• **Aim of the exercise**: All that is needed is every line of the listing below that has "serde".

[The records — start]

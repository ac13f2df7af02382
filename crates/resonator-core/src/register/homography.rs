//! Planar homography estimation: normalized DLT inside RANSAC.

use nalgebra::{DMatrix, Matrix3, SymmetricEigen, Vector3};
use rand::rngs::StdRng;
use rand::SeedableRng;
use tracing::debug;

use crate::consts::{EPSILON, MIN_HOMOGRAPHY_POINTS};
use crate::error::{ResonatorError, Result};

/// A 3x3 projective transform acting on `[x, y, 1]` column vectors.
#[derive(Clone, Copy, Debug, PartialEq)]
pub struct Homography {
    matrix: Matrix3<f64>,
}

impl Homography {
    pub fn identity() -> Self {
        Self {
            matrix: Matrix3::identity(),
        }
    }

    pub fn translation(dx: f64, dy: f64) -> Self {
        Self {
            matrix: Matrix3::new(1.0, 0.0, dx, 0.0, 1.0, dy, 0.0, 0.0, 1.0),
        }
    }

    /// Wrap a matrix, scaling it so that `h[2][2] == 1` where possible.
    pub fn from_matrix(matrix: Matrix3<f64>) -> Self {
        let scale = matrix[(2, 2)];
        if scale.abs() > EPSILON {
            Self {
                matrix: matrix / scale,
            }
        } else {
            Self { matrix }
        }
    }

    pub fn matrix(&self) -> &Matrix3<f64> {
        &self.matrix
    }

    /// Map a point, including the perspective divide. `None` when the point
    /// lands on the line at infinity.
    pub fn project(&self, x: f64, y: f64) -> Option<(f64, f64)> {
        let p = self.matrix * Vector3::new(x, y, 1.0);
        if p[2].abs() < EPSILON || !p.iter().all(|v| v.is_finite()) {
            return None;
        }
        Some((p[0] / p[2], p[1] / p[2]))
    }

    /// Translation part (`h02`, `h12`) of the normalized matrix.
    pub fn translation_component(&self) -> (f64, f64) {
        (self.matrix[(0, 2)], self.matrix[(1, 2)])
    }

    pub fn is_degenerate(&self) -> bool {
        !self.matrix.iter().all(|v| v.is_finite()) || self.matrix.determinant().abs() < EPSILON
    }

    pub fn inverse(&self) -> Result<Self> {
        self.matrix
            .try_inverse()
            .filter(|_| !self.is_degenerate())
            .map(Self::from_matrix)
            .ok_or_else(|| ResonatorError::Registration("homography is not invertible".into()))
    }

    /// Euclidean distance between `project(src)` and `dst`.
    pub fn reprojection_error(&self, src: [f64; 2], dst: [f64; 2]) -> f64 {
        match self.project(src[0], src[1]) {
            Some((x, y)) => ((x - dst[0]).powi(2) + (y - dst[1]).powi(2)).sqrt(),
            None => f64::INFINITY,
        }
    }
}

impl std::fmt::Display for Homography {
    fn fmt(&self, f: &mut std::fmt::Formatter<'_>) -> std::fmt::Result {
        for r in 0..3 {
            writeln!(
                f,
                "[{:>12.6} {:>12.6} {:>12.6}]",
                self.matrix[(r, 0)],
                self.matrix[(r, 1)],
                self.matrix[(r, 2)]
            )?;
        }
        Ok(())
    }
}

/// Translate the centroid to the origin and scale to a mean distance of sqrt(2).
fn normalize_points(pts: &[[f64; 2]]) -> (Matrix3<f64>, Vec<[f64; 2]>) {
    let n = pts.len() as f64;
    let cx = pts.iter().map(|p| p[0]).sum::<f64>() / n;
    let cy = pts.iter().map(|p| p[1]).sum::<f64>() / n;
    let mean_dist = pts
        .iter()
        .map(|p| ((p[0] - cx).powi(2) + (p[1] - cy).powi(2)).sqrt())
        .sum::<f64>()
        / n;
    let s = if mean_dist > EPSILON {
        std::f64::consts::SQRT_2 / mean_dist
    } else {
        1.0
    };
    let t = Matrix3::new(s, 0.0, -s * cx, 0.0, s, -s * cy, 0.0, 0.0, 1.0);
    let normalized = pts
        .iter()
        .map(|p| [s * (p[0] - cx), s * (p[1] - cy)])
        .collect();
    (t, normalized)
}

/// Direct linear transform from at least four correspondences, such that
/// `dst ≈ H * src`.
pub fn estimate_dlt(src: &[[f64; 2]], dst: &[[f64; 2]]) -> Result<Homography> {
    let n = src.len().min(dst.len());
    if n < MIN_HOMOGRAPHY_POINTS || src.len() != dst.len() {
        return Err(ResonatorError::TooFewMatches {
            needed: MIN_HOMOGRAPHY_POINTS,
            found: n,
        });
    }

    let (t_src, src_n) = normalize_points(src);
    let (t_dst, dst_n) = normalize_points(dst);

    let mut a = DMatrix::<f64>::zeros(2 * n, 9);
    for i in 0..n {
        let [sx, sy] = src_n[i];
        let [dx, dy] = dst_n[i];

        a[(2 * i, 3)] = -sx;
        a[(2 * i, 4)] = -sy;
        a[(2 * i, 5)] = -1.0;
        a[(2 * i, 6)] = dy * sx;
        a[(2 * i, 7)] = dy * sy;
        a[(2 * i, 8)] = dy;

        a[(2 * i + 1, 0)] = sx;
        a[(2 * i + 1, 1)] = sy;
        a[(2 * i + 1, 2)] = 1.0;
        a[(2 * i + 1, 6)] = -dx * sx;
        a[(2 * i + 1, 7)] = -dx * sy;
        a[(2 * i + 1, 8)] = -dx;
    }

    // Null vector of A = eigenvector of A^T A with the smallest eigenvalue.
    let eig = SymmetricEigen::new(a.transpose() * &a);
    let min_idx = eig
        .eigenvalues
        .iter()
        .enumerate()
        .min_by(|x, y| x.1.abs().total_cmp(&y.1.abs()))
        .map(|(i, _)| i)
        .unwrap_or(0);
    let h = eig.eigenvectors.column(min_idx);
    let h_norm = Matrix3::new(h[0], h[1], h[2], h[3], h[4], h[5], h[6], h[7], h[8]);

    let t_dst_inv = t_dst
        .try_inverse()
        .ok_or_else(|| ResonatorError::Registration("point normalization failed".into()))?;
    let homography = Homography::from_matrix(t_dst_inv * h_norm * t_src);
    if homography.is_degenerate() {
        return Err(ResonatorError::Registration(
            "degenerate homography (collinear or coincident points)".into(),
        ));
    }
    Ok(homography)
}

#[derive(Clone, Debug)]
pub struct RansacConfig {
    pub max_iterations: usize,
    /// Inlier threshold on reprojection error, in pixels.
    pub threshold: f64,
    pub seed: u64,
    /// Stop early once this probability of an outlier-free sample is reached.
    pub confidence: f64,
}

impl Default for RansacConfig {
    fn default() -> Self {
        Self {
            max_iterations: 2000,
            threshold: 3.0,
            seed: 0,
            confidence: 0.995,
        }
    }
}

#[derive(Clone, Debug)]
pub struct RansacFit {
    pub homography: Homography,
    pub inlier_mask: Vec<bool>,
    pub inlier_count: usize,
}

/// Robust homography fit tolerant of outlier correspondences.
///
/// The final model is refit by DLT on all inliers of the best hypothesis.
pub fn fit_ransac(src: &[[f64; 2]], dst: &[[f64; 2]], config: &RansacConfig) -> Result<RansacFit> {
    let n = src.len().min(dst.len());
    if n < MIN_HOMOGRAPHY_POINTS {
        return Err(ResonatorError::TooFewMatches {
            needed: MIN_HOMOGRAPHY_POINTS,
            found: n,
        });
    }

    let mut rng = StdRng::seed_from_u64(config.seed);
    let mut best: Option<(Homography, Vec<bool>, usize)> = None;
    let mut needed_iterations = config.max_iterations;
    let mut iteration = 0;

    while iteration < needed_iterations.min(config.max_iterations) {
        iteration += 1;
        let sample = rand::seq::index::sample(&mut rng, n, MIN_HOMOGRAPHY_POINTS).into_vec();
        let s_src: Vec<[f64; 2]> = sample.iter().map(|&i| src[i]).collect();
        let s_dst: Vec<[f64; 2]> = sample.iter().map(|&i| dst[i]).collect();
        if has_collinear_triple(&s_src) || has_collinear_triple(&s_dst) {
            continue;
        }
        let Ok(candidate) = estimate_dlt(&s_src, &s_dst) else {
            continue;
        };

        let mask: Vec<bool> = (0..n)
            .map(|i| candidate.reprojection_error(src[i], dst[i]) < config.threshold)
            .collect();
        let count = mask.iter().filter(|&&m| m).count();

        if best.as_ref().map_or(true, |(_, _, c)| count > *c) {
            let inlier_ratio = count as f64 / n as f64;
            needed_iterations = adaptive_iterations(inlier_ratio, config.confidence);
            best = Some((candidate, mask, count));
        }
    }

    let Some((model, mask, count)) = best else {
        return Err(ResonatorError::Registration(
            "RANSAC found no non-degenerate sample".into(),
        ));
    };
    if count < MIN_HOMOGRAPHY_POINTS {
        return Err(ResonatorError::TooFewMatches {
            needed: MIN_HOMOGRAPHY_POINTS,
            found: count,
        });
    }

    let in_src: Vec<[f64; 2]> = (0..n).filter(|&i| mask[i]).map(|i| src[i]).collect();
    let in_dst: Vec<[f64; 2]> = (0..n).filter(|&i| mask[i]).map(|i| dst[i]).collect();
    let homography = estimate_dlt(&in_src, &in_dst).unwrap_or(model);

    debug!(
        iterations = iteration,
        inliers = count,
        total = n,
        "RANSAC homography fit"
    );

    Ok(RansacFit {
        homography,
        inlier_mask: mask,
        inlier_count: count,
    })
}

fn adaptive_iterations(inlier_ratio: f64, confidence: f64) -> usize {
    let w4 = inlier_ratio.powi(MIN_HOMOGRAPHY_POINTS as i32);
    if w4 >= 1.0 - EPSILON {
        return 1;
    }
    if w4 <= EPSILON {
        return usize::MAX;
    }
    ((1.0 - confidence).ln() / (1.0 - w4).ln()).ceil().max(1.0) as usize
}

fn has_collinear_triple(pts: &[[f64; 2]]) -> bool {
    for i in 0..pts.len() {
        for j in (i + 1)..pts.len() {
            for k in (j + 1)..pts.len() {
                let [ax, ay] = pts[i];
                let [bx, by] = pts[j];
                let [cx, cy] = pts[k];
                let cross = (bx - ax) * (cy - ay) - (by - ay) * (cx - ax);
                if cross.abs() < 1e-6 {
                    return true;
                }
            }
        }
    }
    false
}
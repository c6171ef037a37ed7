use thiserror::Error;

#[derive(Error, Debug)]
pub enum EmailError {
    #[error("Email configuration error: {0}")]
    ConfigError(String),

    #[error("Email provider error: {0}")]
    ProviderError(String),

    #[error("Invalid email address: {0}")]
    InvalidEmail(String),

    #[error("Invalid email header: {0}")]
    InvalidHeader(String),

    #[error("Invalid attachment: {0}")]
    InvalidAttachment(String),

    #[error("AWS SDK error: {0}")]
    AwsError(String),

    #[error("IO error: {0}")]
    IoError(#[from] std::io::Error),
}
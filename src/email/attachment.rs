use std::path::{Path, PathBuf};
use tracing::debug;

use crate::email::EmailError;

/// A file read from disk, ready to be embedded in a message.
#[derive(Debug, Clone, PartialEq, Eq)]
pub struct Attachment {
    pub filename: String,
    pub content_type: String,
    pub data: Vec<u8>,
}

impl Attachment {
    pub async fn load(path: &Path) -> Result<Self, EmailError> {
        let filename = path
            .file_name()
            .map(|name| name.to_string_lossy().into_owned())
            .ok_or_else(|| EmailError::InvalidAttachment(path.display().to_string()))?;

        let data = tokio::fs::read(path).await?;
        let content_type = mime_guess::from_path(path)
            .first_or_octet_stream()
            .to_string();

        debug!(
            "Loaded attachment {} ({}, {} bytes)",
            filename,
            content_type,
            data.len()
        );

        Ok(Self {
            filename,
            content_type,
            data,
        })
    }
}

pub async fn load_all(paths: &[PathBuf]) -> Result<Vec<Attachment>, EmailError> {
    let mut attachments = Vec::with_capacity(paths.len());
    for path in paths {
        attachments.push(Attachment::load(path).await?);
    }
    Ok(attachments)
}
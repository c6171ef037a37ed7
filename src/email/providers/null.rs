use crate::email::{
    DeliveryReceipt, EmailBody, EmailError, EmailMessage, EmailProvider, attachment,
};
use async_trait::async_trait;
use std::sync::atomic::{AtomicU64, Ordering};
use tracing::info;

const PREVIEW_CHARS: usize = 200;

pub struct NullProvider {
    sent: AtomicU64,
}

impl NullProvider {
    pub fn new() -> Self {
        Self {
            sent: AtomicU64::new(0),
        }
    }

    pub fn sent_count(&self) -> u64 {
        self.sent.load(Ordering::Relaxed)
    }
}

impl Default for NullProvider {
    fn default() -> Self {
        Self::new()
    }
}

#[async_trait]
impl EmailProvider for NullProvider {
    async fn send_email(&self, message: EmailMessage) -> Result<DeliveryReceipt, EmailError> {
        message.validate()?;

        // Missing or unreadable attachments fail here too.
        let attachments = attachment::load_all(&message.attachments).await?;

        let recipients = message.to.join(", ");

        let preview_source = match &message.body {
            EmailBody::Text(text) => text,
            EmailBody::Html(html) => html,
            EmailBody::Both { text, .. } => text,
        };
        let body_preview = preview_source
            .chars()
            .take(PREVIEW_CHARS)
            .collect::<String>();
        let truncated = preview_source.chars().count() > PREVIEW_CHARS;

        info!(
            "NULL EMAIL PROVIDER - Would send email:\n\
             From: {}\n\
             To: {}\n\
             Cc: {}\n\
             Reply-To: {}\n\
             Subject: {}\n\
             Attachments: {}\n\
             Body (first {} chars): {}{}",
            message.from,
            recipients,
            if message.cc.is_empty() {
                "(none)".to_string()
            } else {
                message.cc.join(", ")
            },
            message.reply_to.as_deref().unwrap_or("(none)"),
            message.subject,
            attachments.len(),
            PREVIEW_CHARS,
            body_preview,
            if truncated { "..." } else { "" }
        );

        let full_body = match &message.body {
            EmailBody::Text(text) => format!("Text:\n{}", text),
            EmailBody::Html(html) => format!("HTML:\n{}", html),
            EmailBody::Both { text, html } => format!("Text:\n{}\n\nHTML:\n{}", text, html),
        };

        let headers = message
            .headers
            .iter()
            .map(|(name, value)| format!("{}: {}", name, value))
            .collect::<Vec<_>>();
        let attached = attachments
            .iter()
            .map(|a| format!("{} ({}, {} bytes)", a.filename, a.content_type, a.data.len()))
            .collect::<Vec<_>>();

        tracing::debug!(
            "NULL EMAIL PROVIDER - Full email message:\n\
             From: {}\n\
             To: {:?}\n\
             Bcc: {:?}\n\
             Subject: {}\n\
             Headers: {:?}\n\
             Attachments: {:?}\n\
             Body:\n{}",
            message.from,
            message.to,
            message.bcc,
            message.subject,
            headers,
            attached,
            full_body
        );

        let sequence = self.sent.fetch_add(1, Ordering::Relaxed) + 1;
        Ok(DeliveryReceipt::new(
            self.name(),
            Some(format!("null-{}", sequence)),
        ))
    }

    fn name(&self) -> &str {
        "Null Email Provider (Logging Only)"
    }
}
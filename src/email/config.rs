use serde::{Deserialize, Serialize};

#[derive(Debug, Clone, Deserialize, Serialize)]
pub struct EmailConfig {
    pub from_address: String,
    pub from_name: Option<String>,
    pub reply_to: Option<String>,
    #[serde(flatten)]
    pub provider: EmailProviderConfig,
}

#[derive(Debug, Clone, Deserialize, Serialize)]
#[serde(tag = "provider", rename_all = "lowercase")]
pub enum EmailProviderConfig {
    Null,
    Ses(SesConfig),
}

#[derive(Debug, Clone, Default, Deserialize, Serialize)]
pub struct SesConfig {
    pub region: Option<String>,
    pub access_key_id: Option<String>,
    pub secret_access_key: Option<String>,
}

impl EmailConfig {
    pub fn format_from(&self) -> String {
        match &self.from_name {
            Some(name) => format!("{} <{}>", name, self.from_address),
            None => self.from_address.clone(),
        }
    }
}

impl Default for EmailConfig {
    fn default() -> Self {
        Self {
            from_address: "noreply@localhost".to_string(),
            from_name: None,
            reply_to: None,
            provider: EmailProviderConfig::Null,
        }
    }
}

[The records — finish]

• **Solution to the problem**:
use serde::{Deserialize, Serialize};
    #[serde(flatten)]
#[serde(tag = "provider", rename_all = "lowercase")]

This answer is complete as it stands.